Fausta

9ª parte

 

            Al-Maqqai recibió muy mal la noticia de que Pelagius y su gente habían partido al norte. Varios de sus soldados averiguaron por distintas fuentes dónde fueron vistos por última vez y hacia qué lugar se dirigían.

            Reunió a los visires del sur, todos pendientes se su parte del dinero enviado por el Califa y les contó que Pelagius, conocido por los cristianos como "El Verraco", lo había robado y debían hacer causa común para encontrarlo y recuperar el valioso botín.

            Nadie se opuso y reunieron un contingente de cinco mil soldados que partió de Córdoba a las órdenes de Al-Qama. Dado que no se les dio su salario, tenían permiso de saquear a los muladíes que encontraran por el camino.

            Algunos abandonaron sus tierras, otros cooperaron por miedo a perder su estatus y los más azotados por la desesperación se enfrentaron a ellos y fueron ejecutados junto a sus familias.

 

 

 

            Llenaron los barriles de agua y partieron en dirección a Guadalajara con los carromatos más lentos que nunca por el peso del agua.

            Apenas después de una hora de salir se cruzaron con un carromato detenido en medio del camino.
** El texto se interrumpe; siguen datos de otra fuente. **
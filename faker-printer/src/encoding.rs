//! GBK encoding utilities for Chinese thermal printers
//!
//! Most Chinese POS terminals send receipt text as GBK.
//! This module provides utilities for:
//! - Decoding captured text runs through a fallback chain of encodings
//! - Calculating GBK display widths (alignment padding)
//! - Converting UTF-8 to GBK while preserving ESC/POS commands

use encoding_rs::{Encoding, GB18030, GBK, UTF_8};
use tracing::{instrument, trace};

/// Encodings tried in order when decoding a text run.
///
/// GBK also covers GB2312 (the WHATWG GBK decoder is a superset).
fn text_encodings() -> [&'static Encoding; 3] {
    [GBK, GB18030, UTF_8]
}

/// Decode a captured text run.
///
/// Each encoding of the chain is tried in order and the first one that decodes
/// without malformed sequences wins. If all of them fail, only the ASCII bytes
/// are kept. Control characters are stripped from the result.
pub fn decode_text(bytes: &[u8]) -> String {
    let decoded = text_encodings()
        .into_iter()
        .find_map(|encoding| {
            encoding
                .decode_without_bom_handling_and_without_replacement(bytes)
                .map(|text| {
                    trace!(encoding = encoding.name(), len = bytes.len(), "text run decoded");
                    text.into_owned()
                })
        })
        .unwrap_or_else(|| bytes.iter().filter(|b| b.is_ascii()).map(|&b| b as char).collect());

    decoded.chars().filter(|c| !c.is_control()).collect()
}

/// Get the GBK byte width of a string
///
/// Chinese characters are typically 2 bytes in GBK, ASCII is 1 byte.
/// On an 80mm printer this equals the number of columns the text occupies.
pub fn gbk_width(s: &str) -> usize {
    let (cow, _, _) = GBK.encode(s);
    cow.len()
}

/// Convert mixed UTF-8 content (with ESC/POS commands) to GBK
///
/// ASCII bytes (0x00-0x7F) are copied exactly as is, which keeps ESC/POS
/// commands intact. Only runs of bytes >= 0x80 are treated as UTF-8 and
/// re-encoded as GBK.
#[instrument(skip(bytes), fields(len = bytes.len()))]
pub fn encode_gbk(bytes: &[u8]) -> Vec<u8> {
    let mut result = Vec::with_capacity(bytes.len() * 2);
    let mut pending = Vec::new();

    for &b in bytes {
        if b.is_ascii() {
            flush_pending(&mut pending, &mut result);
            result.push(b);
        } else {
            pending.push(b);
        }
    }
    flush_pending(&mut pending, &mut result);

    result
}

/// Flush the non-ASCII buffer, converting UTF-8 to GBK
fn flush_pending(pending: &mut Vec<u8>, result: &mut Vec<u8>) {
    if pending.is_empty() {
        return;
    }
    let s = String::from_utf8_lossy(pending);
    let (gbk, _, _) = GBK.encode(&s);
    result.extend_from_slice(&gbk);
    pending.clear();
}

#[cfg(test)]
mod tests {
    use super::*;

    #[test]
    fn test_gbk_width() {
        assert_eq!(gbk_width("hello"), 5);
        assert_eq!(gbk_width("你好"), 4); // 2 Chinese chars = 4 bytes
        assert_eq!(gbk_width("AB中文CD"), 8); // 4 ASCII + 2 Chinese
    }

    #[test]
    fn test_decode_text_gbk() {
        let (gbk, _, _) = GBK.encode("桌号: 8");
        assert_eq!(decode_text(&gbk), "桌号: 8");
    }

    #[test]
    fn test_decode_text_strips_controls() {
        assert_eq!(decode_text(b"A\x7fB"), "AB");
    }

    #[test]
    fn test_decode_text_falls_back_to_ascii() {
        // 0xFF is rejected by every encoding of the chain
        assert_eq!(decode_text(b"No.\x80\xff12"), "No.12");
    }

    #[test]
    fn test_encode_gbk_keeps_commands() {
        let data = encode_gbk("\x1b\x61\x01菜品\n".as_bytes());
        assert_eq!(&data[..3], &[0x1B, 0x61, 0x01]);
        assert_eq!(data.len(), 3 + 4 + 1);
        assert_eq!(decode_text(&data[3..7]), "菜品");
    }
}
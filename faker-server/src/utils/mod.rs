//! 工具模块
//!
//! - [`logger`] - 日志初始化

pub mod logger;
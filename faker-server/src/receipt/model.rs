//! 小票数据结构

use serde::{Deserialize, Serialize};

/// 随打印任务一起到达的提示信息
///
/// 网络打印任务通常没有这些字段，回放或导入时可以显式指定。
#[derive(Debug, Clone, Default, PartialEq, Eq, Serialize, Deserialize)]
pub struct JobHints {
    /// 声明的单据类型 (例如 "kitchenSlip")
    pub declared_type: Option<String>,
    /// 显式桌号，优先于文本中的桌号
    pub table: Option<String>,
}

/// 一次完整打印任务的记录
///
/// 创建后只有 `synced` 会变化。原始字节单独存储，不参与 JSON 序列化。
#[derive(Debug, Clone, PartialEq, Eq, Serialize, Deserialize)]
pub struct Receipt {
    /// UUID，与单号是否识别成功无关
    pub id: String,
    /// 单号，可能为空
    pub receipt_no: String,
    pub timestamp: String,
    pub plain_text: String,
    #[serde(skip)]
    pub raw: Vec<u8>,
    pub raw_len: usize,
    /// 来源地址 (ip:port)
    pub source: String,
    /// 创建时间 (Unix millis)
    pub created_at: i64,
    pub synced: bool,
    /// 解码失败原因；有值时不参与分类
    #[serde(default, skip_serializing_if = "Option::is_none")]
    pub parse_error: Option<String>,
    #[serde(default)]
    pub hints: JobHints,
}

impl Receipt {
    pub fn new(
        receipt_no: String,
        timestamp: String,
        plain_text: String,
        raw: Vec<u8>,
        source: String,
    ) -> Self {
        Self {
            id: uuid::Uuid::new_v4().to_string(),
            receipt_no,
            timestamp,
            plain_text,
            raw_len: raw.len(),
            raw,
            source,
            created_at: chrono::Utc::now().timestamp_millis(),
            synced: false,
            parse_error: None,
            hints: JobHints::default(),
        }
    }

    /// 解码失败的小票: 单号为空，正文为错误标记
    pub fn parse_failure(reason: &str, timestamp: String, raw: Vec<u8>, source: String) -> Self {
        let mut receipt = Self::new(
            String::new(),
            timestamp,
            format!("[Parse Error: {}]", reason),
            raw,
            source,
        );
        receipt.parse_error = Some(reason.to_string());
        receipt
    }

    pub fn with_hints(mut self, hints: JobHints) -> Self {
        self.hints = hints;
        self
    }

    pub fn is_parse_error(&self) -> bool {
        self.parse_error.is_some()
    }

    /// 日志里使用的单号
    pub fn display_no(&self) -> &str {
        if self.receipt_no.is_empty() {
            "unknown"
        } else {
            &self.receipt_no
        }
    }
}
Una mujer y una niña lloraban cerca del cuerpo de un hombre. Pelagius se acercó a ayudarlas y vieron que el muerto también había vomitando sangre. Fausta pudo verlo todo desde su carromato, invitaron a la madre a viajar con ellos y ésta aceptó encantada. Al percibir su lloriqueo la reconoció de inmediato.

            — Francisca...

            Se quedó pálida al comprender que si ella era la mujer, el fallecido era...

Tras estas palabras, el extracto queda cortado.